[Records contained in a dataset]
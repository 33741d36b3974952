//! The conda dialect: a YAML lockfile with a flat package list.

use std::collections::BTreeMap;

use serde::{Deserialize, Serialize};
use url::Url;

use crate::LockfileError;

/// The supported major version of the conda lockfile dialect.
const SUPPORTED_VERSION: u64 = 1;

/// A parsed conda dialect lockfile.
#[derive(Debug, Clone, Eq, PartialEq, Serialize, Deserialize)]
pub struct CondaLock {
    /// The version of the lockfile format.
    pub version: u64,

    /// Information about how the lockfile was produced.
    pub metadata: LockMetadata,

    /// The locked packages, all platforms mixed.
    #[serde(default)]
    pub package: Vec<LockedPackage>,
}

impl CondaLock {
    /// Parses a lockfile from a string, rejecting unsupported versions.
    pub fn from_str(content: &str) -> Result<Self, LockfileError> {
        let lock: CondaLock = serde_yaml::from_str(content)?;
        if lock.version != SUPPORTED_VERSION {
            return Err(LockfileError::UnsupportedVersion(lock.version.to_string()));
        }
        Ok(lock)
    }

    /// Returns the packages locked for the given platform.
    pub fn packages_for_platform<'a>(
        &'a self,
        platform: &'a str,
    ) -> impl Iterator<Item = &'a LockedPackage> + 'a {
        self.package.iter().filter(move |p| p.platform == platform)
    }
}

/// The `metadata` block of a conda lockfile.
#[derive(Debug, Clone, Eq, PartialEq, Serialize, Deserialize)]
pub struct LockMetadata {
    /// The platforms this lockfile was solved for.
    #[serde(default)]
    pub platforms: Vec<String>,

    /// The environment source files the lock was derived from.
    #[serde(default)]
    pub sources: Vec<String>,

    /// The channels that were enabled during the solve.
    #[serde(default)]
    pub channels: Vec<LockChannel>,

    /// Hashes of the source files, keyed by platform.
    #[serde(default)]
    pub content_hash: BTreeMap<String, String>,
}

/// A channel entry in the lockfile metadata.
#[derive(Debug, Clone, Eq, PartialEq, Serialize, Deserialize)]
pub struct LockChannel {
    /// The channel url or name.
    pub url: String,

    /// Categories that were requested from this channel.
    #[serde(default, skip_serializing_if = "Vec::is_empty")]
    pub used_env_vars: Vec<String>,
}

/// One locked package.
#[derive(Debug, Clone, Eq, PartialEq, Serialize, Deserialize)]
pub struct LockedPackage {
    /// The package name.
    pub name: String,

    /// The exact locked version.
    pub version: String,

    /// The integrity hashes of the artifact.
    #[serde(default)]
    pub hash: PackageHashes,

    /// The url the artifact is downloaded from.
    pub url: Url,

    /// The dependencies of the package, name to version constraint.
    #[serde(default)]
    pub dependencies: BTreeMap<String, String>,

    /// Optional run constraints of the package.
    #[serde(default, skip_serializing_if = "BTreeMap::is_empty")]
    pub constrains: BTreeMap<String, String>,

    /// The dependency category (`main`, `dev`, …).
    #[serde(default, skip_serializing_if = "Option::is_none")]
    pub category: Option<String>,

    /// The package manager the entry belongs to (`conda` or `pip`).
    pub manager: String,

    /// The platform this entry was locked for.
    pub platform: String,

    /// Whether the package is optional.
    #[serde(default, skip_serializing_if = "std::ops::Not::not")]
    pub optional: bool,
}

/// The integrity hashes of a locked artifact.
#[derive(Debug, Clone, Default, Eq, PartialEq, Serialize, Deserialize)]
pub struct PackageHashes {
    /// The MD5 hex digest, when known.
    #[serde(default, skip_serializing_if = "Option::is_none")]
    pub md5: Option<String>,

    /// The SHA256 hex digest, when known.
    #[serde(default, skip_serializing_if = "Option::is_none")]
    pub sha256: Option<String>,
}

#[cfg(test)]
mod test {
    use assert_matches::assert_matches;

    use super::CondaLock;
    use crate::LockfileError;

    const LOCKFILE: &str = r#"
version: 1
metadata:
  platforms:
    - linux-64
  sources:
    - environment.yml
  channels:
    - url: conda-forge
  content_hash:
    linux-64: 1dd5ecbff12a4bb14e2bbb7e0a9bc7b0c96b63589cdb0c116e17a94bcbca9755
package:
  - name: pkgb
    version: "2.1"
    hash:
      md5: bf7f54dd0f25c3f06ecb82a07341841a
    url: https://conda.anaconda.org/conda-forge/noarch/pkgb-2.1-py_0.tar.bz2
    dependencies: {}
    manager: conda
    platform: linux-64
  - name: pkga
    version: "1.0"
    hash:
      sha256: 7ed530efddd47a96c11197906b4008405b90e3bc2f4e0df722a36e0e6103fd9c
    url: https://conda.anaconda.org/conda-forge/noarch/pkga-1.0-py_0.tar.bz2
    dependencies:
      pkgb: 2.*
    manager: conda
    platform: linux-64
    optional: true
"#;

    #[test]
    fn parse() {
        let lock = CondaLock::from_str(LOCKFILE).unwrap();
        assert_eq!(lock.version, 1);
        assert_eq!(lock.metadata.platforms, vec!["linux-64"]);
        assert_eq!(lock.package.len(), 2);

        let pkga = &lock.package[1];
        assert_eq!(pkga.name, "pkga");
        assert_eq!(pkga.dependencies.get("pkgb").map(String::as_str), Some("2.*"));
        assert!(pkga.optional);
        assert_eq!(lock.packages_for_platform("linux-64").count(), 2);
        assert_eq!(lock.packages_for_platform("osx-64").count(), 0);
    }

    #[test]
    fn unsupported_version_is_rejected() {
        let content = LOCKFILE.replace("version: 1", "version: 9");
        assert_matches!(
            CondaLock::from_str(&content),
            Err(LockfileError::UnsupportedVersion(_))
        );
    }
}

[Directions]:
Total lines with "were" in the records above: report that figure alone.

[Solution to this problem]:
2